These are validator nodes standing by in the network and not currently participating in consensus. Standby validators require a minimum number of staked SHM to become active. They help scale the Shardeum network quicker when more transactions are pending. Additionally, at the end of each cycle, the oldest active validators are rotated out and replaced by randomly selected standby nodes, enhancing the network’s security.  Standby nodes will earn rewards only while actively participating in validation, not during standby periods. Once a node is installed and the required stake is added, it initially joins the network in standby mode by default before transitioning to active validation.

Validator Nodes:

These are nodes that actively participate in consensus to validate transactions after transitioning from standby mode, earning SHM rewards in return.
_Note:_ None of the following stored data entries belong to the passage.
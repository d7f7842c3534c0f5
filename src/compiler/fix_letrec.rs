//! Fixing letrec
//!
//! Every `letrec` whose bindings are all lambdas is turned into a single `fix` node holding the
//! group of mutually recursive functions:
//!
//! ```text
//! (letrec ((f (lambda (x) ...)) (g (lambda (y) ...))) body)
//!
//! ; after fixing
//! (fix ((f (x) ...) (g (y) ...)) body)
//! ```
//!
//! `letrec` over anything other than lambdas would require mutable cells and is rejected with
//! [Error::NonFunctionBinding].
//!
//! Invoke [pass_letrec] to fix all letrecs.

use super::expr::*;
use crate::{Error, Result};

fn pass_lambda<T: Clone>(lam: &Lambda<T>) -> Result<Lambda<T>> {
    Ok(Lambda::new(lam.vars.clone(), pass_letrec(&lam.body)?))
}

fn pass_all<T: Clone>(exprs: &[Expr<T>]) -> Result<Vec<Expr<T>>> {
    exprs.iter().map(pass_letrec).collect()
}

pub fn pass_letrec<T: Clone>(x: &Expr<T>) -> Result<Expr<T>> {
    Ok(match x {
        Expr::Lit(..) | Expr::Var(..) => x.clone(),
        Expr::Cond(test, then, else_, t) => Expr::Cond(
            Box::new(pass_letrec(test)?),
            Box::new(pass_letrec(then)?),
            Box::new(pass_letrec(else_)?),
            t.clone(),
        ),
        Expr::Abs(lam, t) => Expr::Abs(pass_lambda(lam)?, t.clone()),
        Expr::Set(name, value, t) => {
            Expr::Set(name.clone(), Box::new(pass_letrec(value)?), t.clone())
        }
        Expr::App(func, args, t) => {
            Expr::App(Box::new(pass_letrec(func)?), pass_all(args)?, t.clone())
        }
        Expr::Let(vars, bindings, body, t) => Expr::Let(
            vars.clone(),
            pass_all(bindings)?,
            Box::new(pass_letrec(body)?),
            t.clone(),
        ),

        Expr::Letrec(vars, bindings, body, t) => {
            let mut tags = Vec::with_capacity(vars.len());
            let mut lambdas = Vec::with_capacity(vars.len());

            for (var, binding) in vars.iter().zip(bindings.iter()) {
                match binding {
                    Expr::Abs(lam, tag) => {
                        tags.push(tag.clone());
                        lambdas.push(pass_lambda(lam)?);
                    }
                    _ => return Err(Error::NonFunctionBinding(var.clone())),
                }
            }

            log::trace!(target: "mbl::compiler", "fixing letrec group {:?}", vars);

            Expr::Fix(
                vars.clone(),
                tags,
                lambdas,
                Box::new(pass_letrec(body)?),
                t.clone(),
            )
        }

        Expr::Fix(names, tags, lambdas, body, t) => Expr::Fix(
            names.clone(),
            tags.clone(),
            lambdas.iter().map(pass_lambda).collect::<Result<_>>()?,
            Box::new(pass_letrec(body)?),
            t.clone(),
        ),
        Expr::Seq(exprs, t) => Expr::Seq(pass_all(exprs)?, t.clone()),
    })
}

#[cfg(test)]
mod tests {
    use super::*;

    #[test]
    fn letrec_of_lambdas_becomes_fix() {
        let expr = make_letrec(
            vec!["even".to_string(), "odd".to_string()],
            vec![
                make_abs(vec!["n".to_string()], make_app(make_var("odd"), vec![make_var("n")])),
                make_abs(vec!["n".to_string()], make_app(make_var("even"), vec![make_var("n")])),
            ],
            make_app(make_var("even"), vec![make_int(4)]),
        );

        let fixed = pass_letrec(&expr).unwrap();
        let Expr::Fix(names, tags, lambdas, _, _) = &fixed else {
            panic!("expected a fix node, got {}", fixed);
        };
        assert_eq!(names, &vec!["even".to_string(), "odd".to_string()]);
        assert_eq!(tags.len(), 2);
        assert_eq!(lambdas[1].vars, vec!["n".to_string()]);
    }

    #[test]
    fn nested_letrec_inside_let_binding() {
        let expr = make_let(
            vec!["x".to_string()],
            vec![make_letrec(
                vec!["f".to_string()],
                vec![make_abs(vec![], make_int(1))],
                make_app(make_var("f"), vec![]),
            )],
            make_var("x"),
        );

        assert_eq!(
            pass_letrec(&expr).unwrap().to_string(),
            "(let ((x (fix ((f () 1)) (f)))) x)"
        );
    }

    #[test]
    fn non_function_binding_is_rejected() {
        let expr = make_letrec(vec!["x".to_string()], vec![make_int(3)], make_var("x"));
        assert_eq!(
            pass_letrec(&expr),
            Err(Error::NonFunctionBinding("x".to_string()))
        );
    }
}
Validator nodes are lightweight, as they don’t store the full transaction history, and require only minimal hardware. The number of active validators dynamically adjusts based on network demand—scaling up or down depending on the volume of pending transactions. Nodes that misbehave or underperform may be evicted from the active set and risk forfeiting their staked SHM.

Archive Nodes:

Although Shardeum is a blockless network, individual transactions processed by validator nodes are grouped into blocks at set intervals for EVM compatibility. These batches are then sent to archiver nodes, which store the full state and history of the network. Archivers can be considered as supernodes requiring significant storage, RAM, CPU, and bandwidth. They do not participate in consensus but play a critical role in preserving network data. Running an archiver is expected to yield ~10x the rewards of a validator, reflecting the higher hardware demands. Archivers may also be required to stake SHM and are subject to penalties for issues like ungraceful exits. More details will be shared once community participation in archiving is enabled at a later stage following the mainnet launch.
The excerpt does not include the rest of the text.